Como já dissemos anteriormente, a punição com os ratos incita o erotismo anal do paciente, que desempenhou um papel importante durante a sua infância e se manteve ativo por muito tempo. É possível observar que a ideia do castigo com os ratos evoca um

conjunto de recordações em Ernest, atribuindo aos ratos uma diversidade de significados simbólicos, dentre os quais podemos citar a conexão entre a palavra ratos (ratten) com prestações (raten), fazendo com que os ratos adquirissem o significado de dinheiro, ao ponto do paciente criar uma moeda-rato, expressada por ele através de uma equivalência: ‘tantos florins, tantos ratos’. O caráter monetário dos ratos se fortaleceu com o pedido do capitão mediante outra ponte verbal, spielratte (rato-de-jogo), que remetia a dívida contraída por seu pai no jogo. Vemos também uma associação entre ratos e pênis, pois assim como um rato transmite doenças, um pênis transmite sífilis, doença que provocava verdadeiro pavor em Ernest por ocultar todos os tipos de dúvidas sobre a vida que o pai levou durante o tempo de serviço militar.

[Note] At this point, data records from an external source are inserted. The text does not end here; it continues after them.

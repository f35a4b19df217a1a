//! Command parser - Route chat text to typed commands
//!
//! A small ordered table of quick patterns decides whether a message is an
//! availability query; everything else is treated as a booking request,
//! because the resolver can always produce a best-guess window for it.

use std::fmt;

use domain::AgentCommand;
use tracing::debug;

/// Parser for converting natural language into an [`AgentCommand`]
pub struct CommandParser {
    /// Patterns for quick command matching, evaluated top to bottom
    quick_patterns: Vec<QuickPattern>,
}

impl fmt::Debug for CommandParser {
    fn fmt(&self, f: &mut fmt::Formatter<'_>) -> fmt::Result {
        f.debug_struct("CommandParser")
            .field("quick_patterns_count", &self.quick_patterns.len())
            .finish()
    }
}

/// A pattern for quick matching
struct QuickPattern {
    /// Keywords that trigger this pattern
    keywords: Vec<&'static str>,
    /// Function to build the command
    builder: fn(&str) -> Option<AgentCommand>,
}

impl CommandParser {
    /// Create a new command parser
    #[must_use]
    pub fn new() -> Self {
        Self {
            quick_patterns: Self::build_quick_patterns(),
        }
    }

    /// Build the list of quick-match patterns
    fn build_quick_patterns() -> Vec<QuickPattern> {
        vec![
            // Availability query
            QuickPattern {
                keywords: vec![
                    "show availability",
                    "available slots",
                    "free times",
                    "free slots",
                ],
                builder: |input| {
                    Some(AgentCommand::ShowAvailability {
                        date_text: input.to_string(),
                    })
                },
            },
        ]
    }

    /// Parse chat input into a command
    ///
    /// Unmatched input becomes a booking request rather than an error.
    #[must_use]
    pub fn parse(&self, input: &str) -> AgentCommand {
        let lower = input.to_lowercase();

        for pattern in &self.quick_patterns {
            if pattern.keywords.iter().any(|kw| lower.contains(kw)) {
                if let Some(cmd) = (pattern.builder)(input) {
                    debug!(command = %cmd.description(), "Quick-parsed command");
                    return cmd;
                }
            }
        }

        AgentCommand::BookMeeting {
            text: input.to_string(),
        }
    }
}

impl Default for CommandParser {
    fn default() -> Self {
        Self::new()
    }
}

Por fim, temos a vinculação entre ratos e crianças, tendo em vista que a noção acerca dos ratos está relacionada com o fato de que estes possuem dentes afiados, que os ajudam a roer e morder, além de serem devoradores e sujos, exatamente como o paciente quando era criança, “um sujeitinho asqueroso e sujo, sempre pronto a morder as pessoas quando enfurecido, e fora assustadoramente punido por tê-lo feito” (FREUD, 1909/1996, p. 188).

Nós podemos observar a partir desse deslocamento metonímico que o obsessivo apresenta um dialeto próprio. Se a dissolução da ideia dos ratos nos mostra uma relação peculiar do obsessivo com a linguagem, a situação em que Ernest é punido pelo pai resultando no vaticínio ‘ou será um grande homem, ou um grande criminoso’ nos revela que o obsessivo crê na palavra, na força da palavra, no poder desta, fazendo da palavra a sua religião particular.